Si l’on créait un eucaryote selon le modèle « Inside-Out » (5), on aurait seulement besoin d’une archée hôte avec la capacité de faire des protrusions dans sa membrane et d’un groupe d’alphaprotéobactéries autour de l’archée. Ces protrusions viendraient ensuite entourer et engouffrer ces bactéries, qui deviendraient par la suite une composante intégrale de la cellule. Ce processus formerait de cette manière les compartiments et membrane internes qu’ont les eucaryotes, ainsi que le noyau. L’isolation et la culture d’une archée d'Asgård, avec imagerie cellulaire montrant la présence de ces protrusions, soutiennent la plausibilité de cette hypothèse (6). Cependant, la composition des membranes des archées est très différente de celle des eucaryotes, elle-même plus proche de celle des bactéries. Donc, comment la membrane a-t-elle changé de composition ? Et, pourquoi ? A ce jour, nous n’avons pas de réponses à ces questions.
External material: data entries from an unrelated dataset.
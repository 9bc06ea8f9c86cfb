pub mod convert;
pub mod currencies;
pub mod history;
pub mod setup;
pub mod shell;
pub mod ui;
pub mod cli;
pub mod core;
pub mod store;

use crate::core::config::AppConfig;
use crate::core::{ExchangeService, RateTable};
use anyhow::{Context, Result};
use tracing::{debug, info};

pub enum AppCommand {
    Currencies,
    Convert {
        amount: f64,
        from: String,
        to: String,
    },
    History,
    Shell,
}

/// Builds the exchange service from configuration: rate overrides are
/// applied once and the configured history backend is opened.
pub fn build_service(config: &AppConfig) -> Result<ExchangeService> {
    let rates =
        RateTable::with_overrides(&config.rates).context("Invalid rate in configuration")?;
    let history = store::open_history(config)?;
    Ok(ExchangeService::new(rates, history))
}

pub fn run_command(command: AppCommand, config_path: Option<&str>) -> Result<()> {
    info!("fxconv starting...");

    let config = AppConfig::load_or_default(config_path)?;
    debug!("Loaded config: {config:#?}");

    let mut service = build_service(&config)?;

    match command {
        AppCommand::Currencies => {
            let currencies = service.list_supported_currencies();
            println!("{}", cli::currencies::display_as_table(&currencies));
            Ok(())
        }
        AppCommand::Convert { amount, from, to } => {
            cli::convert::run(&mut service, amount, &from, &to)
        }
        AppCommand::History => cli::history::run(&service),
        AppCommand::Shell => cli::shell::run(&mut service),
    }
}
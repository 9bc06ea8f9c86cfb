//! Error types raised by the exchange core

use crate::core::currency::CurrencyCode;
use std::path::PathBuf;
use thiserror::Error;

/// Failures that abort a conversion request.
#[derive(Error, Debug, Clone, PartialEq)]
pub enum ExchangeError {
    #[error("Amount to exchange must be a non-negative number, got {0}")]
    InvalidAmount(f64),

    #[error("Converted amount is out of range for an amount of {0}")]
    AmountOutOfRange(f64),

    #[error("Unknown currency: '{0}'")]
    UnknownCurrency(String),

    #[error("Invalid rate for {currency}: {rate}")]
    InvalidRate { currency: CurrencyCode, rate: f64 },
}

/// A durable history write failed. The conversion that produced the record
/// still succeeded.
#[derive(Error, Debug)]
#[error("Failed to write exchange history to {}: {source}", .path.display())]
pub struct PersistenceWarning {
    pub path: PathBuf,
    #[source]
    pub source: std::io::Error,
}

/// The history log exists but could not be read.
#[derive(Error, Debug)]
#[error("Exchange history at {} is unavailable: {source}", .path.display())]
pub struct HistoryUnavailable {
    pub path: PathBuf,
    #[source]
    pub source: std::io::Error,
}
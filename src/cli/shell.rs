//! Interactive menu loop.

use super::{currencies, history, ui};
use crate::core::convert::format_amount;
use crate::core::exchange::{ConversionRequest, Exchange, ExchangeService};
use anyhow::Result;
use std::io::{self, BufRead, Write};
use thiserror::Error;
use tracing::debug;

/// Text where a number was expected.
#[derive(Error, Debug, Clone, PartialEq)]
#[error("Expected a number but got '{0}'")]
pub struct MalformedInput(pub String);

/// Parses a user supplied amount. A decimal comma is accepted.
pub fn parse_amount(text: &str) -> Result<f64, MalformedInput> {
    let trimmed = text.trim();
    trimmed
        .replace(',', ".")
        .parse::<f64>()
        .ok()
        .filter(|v| v.is_finite())
        .ok_or_else(|| MalformedInput(trimmed.to_string()))
}

/// Formats the outcome of an exchange, including a persistence warning if any.
pub fn format_exchange(exchange: &Exchange) -> String {
    let result = format!(
        "{} {}",
        format_amount(exchange.record.result_amount),
        exchange.record.target.description()
    );
    let mut output = format!(
        "Result: {}",
        ui::style_text(&result, ui::StyleType::Result)
    );
    if let Some(warning) = &exchange.warning {
        output.push('\n');
        output.push_str(&ui::style_text(
            &format!("Warning: {warning}"),
            ui::StyleType::Warning,
        ));
    }
    output
}

pub struct Shell<'a, R, W> {
    service: &'a mut ExchangeService,
    input: R,
    output: W,
}

impl<'a, R: BufRead, W: Write> Shell<'a, R, W> {
    pub fn new(service: &'a mut ExchangeService, input: R, output: W) -> Self {
        Self {
            service,
            input,
            output,
        }
    }

    /// Runs until the user picks exit or the input ends.
    pub fn run(&mut self) -> io::Result<()> {
        let listing = currencies::display_as_list(&self.service.list_supported_currencies());
        writeln!(self.output, "{listing}")?;

        loop {
            writeln!(self.output, "\nMenu:")?;
            writeln!(self.output, "1. Exchange currency")?;
            writeln!(self.output, "2. Exchange history")?;
            writeln!(self.output, "3. Exit")?;
            let Some(choice) = self.prompt("Choose an option: ")? else {
                debug!("Input closed, leaving shell");
                writeln!(self.output)?;
                return Ok(());
            };

            match choice.trim().parse::<u32>() {
                Ok(1) => self.exchange()?,
                Ok(2) => self.show_history()?,
                Ok(3) => {
                    writeln!(self.output, "Exiting. Goodbye!")?;
                    return Ok(());
                }
                Ok(_) => writeln!(self.output, "Invalid choice. Please choose again.")?,
                Err(_) => writeln!(self.output, "Input error. Please enter a number.")?,
            }
        }
    }

    fn prompt(&mut self, message: &str) -> io::Result<Option<String>> {
        write!(self.output, "{message}")?;
        self.output.flush()?;
        let mut line = String::new();
        if self.input.read_line(&mut line)? == 0 {
            return Ok(None);
        }
        Ok(Some(line.trim_end_matches(['\r', '\n']).to_string()))
    }

    fn exchange(&mut self) -> io::Result<()> {
        let Some(amount_text) = self.prompt("Enter the amount to exchange: ")? else {
            return Ok(());
        };
        let amount = match parse_amount(&amount_text) {
            Ok(amount) => amount,
            Err(e) => {
                self.report_error(&e.to_string())?;
                return Ok(());
            }
        };
        let Some(source) = self.prompt("Enter the currency you want to exchange: ")? else {
            return Ok(());
        };
        let Some(target) = self.prompt("Enter the currency you want to receive: ")? else {
            return Ok(());
        };

        let request = ConversionRequest::new(amount, source, target);
        match self.service.perform_exchange(&request) {
            Ok(exchange) => writeln!(self.output, "{}", format_exchange(&exchange)),
            Err(e) => self.report_error(&format!("Exchange failed: {e}")),
        }
    }

    fn show_history(&mut self) -> io::Result<()> {
        match self.service.list_history() {
            Ok(entries) => writeln!(self.output, "\n{}", history::display(&entries)),
            Err(e) => self.report_error(&e.to_string()),
        }
    }

    fn report_error(&mut self, message: &str) -> io::Result<()> {
        writeln!(
            self.output,
            "{}",
            ui::style_text(message, ui::StyleType::Error)
        )
    }
}

/// Runs the interactive shell on the process's stdin and stdout.
pub fn run(service: &mut ExchangeService) -> Result<()> {
    let stdin = io::stdin();
    let stdout = io::stdout();
    Shell::new(service, stdin.lock(), stdout.lock()).run()?;
    Ok(())
}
D’autre part, si l’on créait un eucaryote selon le modèle de syntrophie (7), nous aurions un scénario très différent. On aurait besoin de trois éléments : une archée d'Asgård, d’une alphaprotéobactérie oxydant le sulfure, et d’une deltaprotéobactérie réduisant le sulfate. Dans ce scénario, l’interaction de ces trois micro-organismes serait maintenue grâce à leurs capacités métaboliques. L’archée produirait de l’hydrogène nécessaire à la réduction du sulfate par la deltaprotéobactérie, entraînant la production de sulfure ensuite utilisé par l’alphaprotéobactérie pour l’oxyder en sulfate, afin de boucler la boucle. Dans ce modèle plus complexe, la deltaprotéobactérie engloutirait d’abord l’archée, qui deviendrait le noyau de la cellule, et puis l’alphaprotéobactérie. L’isolation en laboratoire d’une archée d'Asgård ayant une interaction symbiotique avec une deltaprotéobactérie soutient l’hypothèse de syntrophie (8). De plus, dans ce modèle, la composition de la membrane n’aurait pas à changer puisque la membrane externe serait celle de la deltaprotéobactérie, qui est plus similaire à celle des eucaryotes (9). Néanmoins, si deux événements endosymbiotiques s’étaient déroulés, pourquoi n’avons-t-on pas trouvé des cellules « eucaryotes » sans mitochondrie ou organite dérivé de mitochondrie ? En outre, les chercheurs ont trouvé des gènes dans les génomes eucaryotes d’origine deltaprotéobactérienne, mais aussi d’autres types de bactéries. Donc, y avait-il d’autres bactéries associées à ce processus ?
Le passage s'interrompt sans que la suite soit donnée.